ADDICTION/CHEMICAL DEPENDENCY/DETOX
Example 5
[88] As previously discussed, NAD+ has been utilized in assisting in detox, particularly in assisting patients overcome withdrawal symptoms. Patient 8 was a 25-year-old woman who had flown to Utah from Kansas to go through detox from heroin use. Patient 8 had been smoking between 1-1 Ug of heroin per day for several months and had been dealing with substance abuse issues for several years.
[89] Patient 8 was 18-20 hours from a last dose of heroin. Patient 8 was crying and shaking and claiming, “I cannot do this”, despite having been given buprenorphine, Valium and all of the traditional comfort meds for withdrawal. Patient 8 was experiencing severe chemical dependency, specifically withdrawal symptoms. Patient 8 stated “I have to go smoke” referring to heroin. Patient 8 was administered 1 cc of the NAD+/lidocaine mixture to the left nostril. The concentration of the combination was 200 mg/ml NAD+, and 20 mg/ml lidocaine. Patient was crying and restless and it was unclear whether patient would be able to hold the position long enough for absorption. However, 15 minutes later patient was sound asleep. Patient 8 slept for three hours and woke up with no cravings or chemical dependency such as withdrawal symptoms. Patient 8 was treated daily for the next five days. With the same concentrations of the components in the combination, Patient 8 did very well. However, after five days complained of feeling tired and homesick. Patient 8 was asked in more detail about a history of depression and patient stated that “I have tried everything, and nothing works”. The option of adding ketamine to the next treatment was discussed and patient agreed to the trial. Patient 8 had no previous experience with ketamine. This treatment was 1.9 ml with concentrations in the combination of 120 mg/ml NAD+, 18 mg/ml ketamine, and 12 mg/ml lidocaine. The next day patient stated to feeling “wonderful” with mood and emotions much improved. Patient 8 was treated two more times with the combination of NAD+, lidocaine, and ketamine. Patient is doing very well. The second treatment administered 1 ml of the combination with concentrations of 120 mg/ml NAD+, 17.5 mg/ml ketamine and 10 mg/ml lidocaine. The third treatment was 1.8 ml of the combination with concentrations of 130 mg/ml NAD+, 17 mg/ml ketamine, and 13 mg/ml lidocaine.
Example 6
[90] Patient 9 treatment was at 37-year-old male who has been in and out of detox and recovery many times for many substances over the past 20 years. At the time treatment began, the use of alcohol had been “around the clock” for several months and was about 24 hours from a last drink. Patient 9 stated on admission that “has not felt withdrawal like this
before” referring to being more severe than Patient 9 has previously experienced. Patient 9 described being “shaky and tight right now” during initial physical exam and was observed being tremulous and uncomfortable. Patient 9 was sweating. Patient 9 was terrified about having a seizure which Patient 9 stated to having had about a week ago trying to go through chemical dependency, specifically withdrawal without assistance. Patient 9 described a significant reduction in chemical dependency specifically withdrawal symptoms and an immediate “calm” sensation from the NAD+ and lidocaine treatment. Patient 9 also was treated for several days in a row, with ketamine being added during the last couple of days. Patient 9 did not do any follow-up treatment and relapsed about three months later. Patient 9 later returned and described that during the first couple of months there were no cravings despite going to places that would have previously triggered cravings.
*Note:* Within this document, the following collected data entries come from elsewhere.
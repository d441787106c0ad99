//! Error types for the rpgforge domain.
//!
//! Uses `thiserror` for ergonomic error definitions.
//! Each bounded context has its own error variant.

use thiserror::Error;

/// The top-level error type for all rpgforge operations.
#[derive(Debug, Error)]
pub enum Error {
    // --- Provider errors ---
    #[error("Provider error: {0}")]
    Provider(#[from] ProviderError),

    // --- Storage errors ---
    #[error("Store error: {0}")]
    Store(#[from] StoreError),

    // --- Upload errors ---
    #[error("Upload error: {0}")]
    Upload(#[from] UploadError),

    // --- Tool errors ---
    #[error("Tool error: {0}")]
    Tool(#[from] ToolError),

    // --- Configuration errors ---
    #[error("Configuration error: {message}")]
    Config { message: String },

    // --- Serialization ---
    #[error("Serialization error: {0}")]
    Serialization(#[from] serde_json::Error),

    // --- Generic ---
    #[error("Internal error: {0}")]
    Internal(String),
}

/// Result type alias using our Error.
pub type Result<T> = std::result::Result<T, Error>;

// --- Bounded context errors ---

#[derive(Debug, Clone, Error)]
pub enum ProviderError {
    #[error("API request failed: {message} (status: {status_code})")]
    ApiError { status_code: u16, message: String },

    #[error("Rate limited by provider, retry after {retry_after_secs}s")]
    RateLimited { retry_after_secs: u64 },

    #[error("Authentication failed: {0}")]
    AuthenticationFailed(String),

    #[error("Provider not configured: {0}")]
    NotConfigured(String),

    #[error("Request timed out: {0}")]
    Timeout(String),

    #[error("Network error: {0}")]
    Network(String),

    #[error("Invalid response: {0}")]
    InvalidResponse(String),
}

impl ProviderError {
    /// Whether the retry policy may attempt the call again.
    ///
    /// Authentication, configuration and client-side 4xx failures are final.
    pub fn is_retryable(&self) -> bool {
        match self {
            Self::RateLimited { .. } | Self::Timeout(_) | Self::Network(_) => true,
            Self::ApiError { status_code, .. } => *status_code >= 500 || *status_code == 408,
            Self::InvalidResponse(_) => true,
            Self::AuthenticationFailed(_) | Self::NotConfigured(_) => false,
        }
    }
}

#[derive(Debug, Error)]
pub enum StoreError {
    #[error("Duplicate id: {0}")]
    DuplicateId(String),

    #[error("Not found: {0}")]
    NotFound(String),

    #[error("Storage I/O error: {0}")]
    Io(String),

    #[error("Serialization failed: {0}")]
    Serialization(String),
}

/// Failures turning uploaded bytes into a document. Never retried.
#[derive(Debug, Clone, Error)]
pub enum UploadError {
    #[error("Unsupported file type '{extension}' (expected .pdf, .md or .markdown)")]
    UnsupportedFormat { extension: String },

    #[error("Corrupt or unreadable {format} file '{filename}': {reason}")]
    Corrupt {
        filename: String,
        format: String,
        reason: String,
    },

    #[error("File '{0}' is empty")]
    Empty(String),

    #[error("File '{filename}' is too large ({size} bytes, max {max} bytes)")]
    TooLarge { filename: String, size: usize, max: usize },
}

#[derive(Debug, Error)]
pub enum ToolError {
    #[error("Unknown tool: {0}")]
    UnknownTool(String),

    #[error("Invalid arguments for {tool_name}: {reason}")]
    InvalidArguments { tool_name: String, reason: String },

    #[error("Not found: {0}")]
    NotFound(String),

    #[error("Upload failed: {0}")]
    Upload(#[from] UploadError),

    #[error("Tool execution failed: {tool_name} ({source})")]
    ExecutionFailed {
        tool_name: String,
        #[source]
        source: ProviderError,
    },

    #[error("Authentication with the completion backend failed: {0}")]
    Authentication(String),

    #[error("Storage failure: {0}")]
    Store(StoreError),
}

impl From<StoreError> for ToolError {
    fn from(err: StoreError) -> Self {
        match err {
            StoreError::NotFound(what) => ToolError::NotFound(what),
            other => ToolError::Store(other),
        }
    }
}

impl ToolError {
    pub fn invalid(tool_name: &str, reason: impl Into<String>) -> Self {
        Self::InvalidArguments {
            tool_name: tool_name.to_string(),
            reason: reason.into(),
        }
    }
}

#[cfg(test)]
mod tests {
    use super::*;

    #[test]
    fn provider_error_displays_correctly() {
        let err = Error::Provider(ProviderError::ApiError {
            status_code: 429,
            message: "Too many requests".into(),
        });
        assert!(err.to_string().contains("429"));
        assert!(err.to_string().contains("Too many requests"));
    }

    #[test]
    fn authentication_is_not_retryable() {
        assert!(!ProviderError::AuthenticationFailed("bad key".into()).is_retryable());
        assert!(!ProviderError::NotConfigured("no endpoint".into()).is_retryable());
    }

    #[test]
    fn transient_errors_are_retryable() {
        assert!(ProviderError::Timeout("120s".into()).is_retryable());
        assert!(ProviderError::RateLimited { retry_after_secs: 5 }.is_retryable());
        assert!(ProviderError::Network("reset".into()).is_retryable());
        assert!(
            ProviderError::ApiError {
                status_code: 503,
                message: "unavailable".into()
            }
            .is_retryable()
        );
        assert!(
            !ProviderError::ApiError {
                status_code: 400,
                message: "bad request".into()
            }
            .is_retryable()
        );
    }

    #[test]
    fn store_not_found_maps_to_tool_not_found() {
        let err: ToolError = StoreError::NotFound("artifact abc".into()).into();
        assert!(matches!(err, ToolError::NotFound(_)));
        let err: ToolError = StoreError::Io("disk full".into()).into();
        assert!(matches!(err, ToolError::Store(_)));
    }

    #[test]
    fn execution_failure_carries_cause() {
        let err = ToolError::ExecutionFailed {
            tool_name: "generate_code".into(),
            source: ProviderError::Timeout("after 120s".into()),
        };
        let text = err.to_string();
        assert!(text.contains("generate_code"));
        assert!(text.contains("after 120s"));
    }
}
[91] Upon return following Patient 9’s relapse, Patient 9 stated frankly “I want to do this for six months” which after the initial few days of chemical dependency, specifically withdrawal has continued on a one to two times per week basis for several months with very good results. Patient 9 did have to travel for a couple of weeks for work at one point with no problem. Patient 9 continues to receive treatment at least once a week and usually twice a week. Patient 9 feels that it has made a tremendous difference in recovery and sobriety. Patient 9 states not having the cravings or “hanging on by my fingernails” sensation that has been typical during Patient’ s sobriety phase in the past. Patient 9 also describes a tremendous reduction in anxiety. Patient has a high stress executive position at work.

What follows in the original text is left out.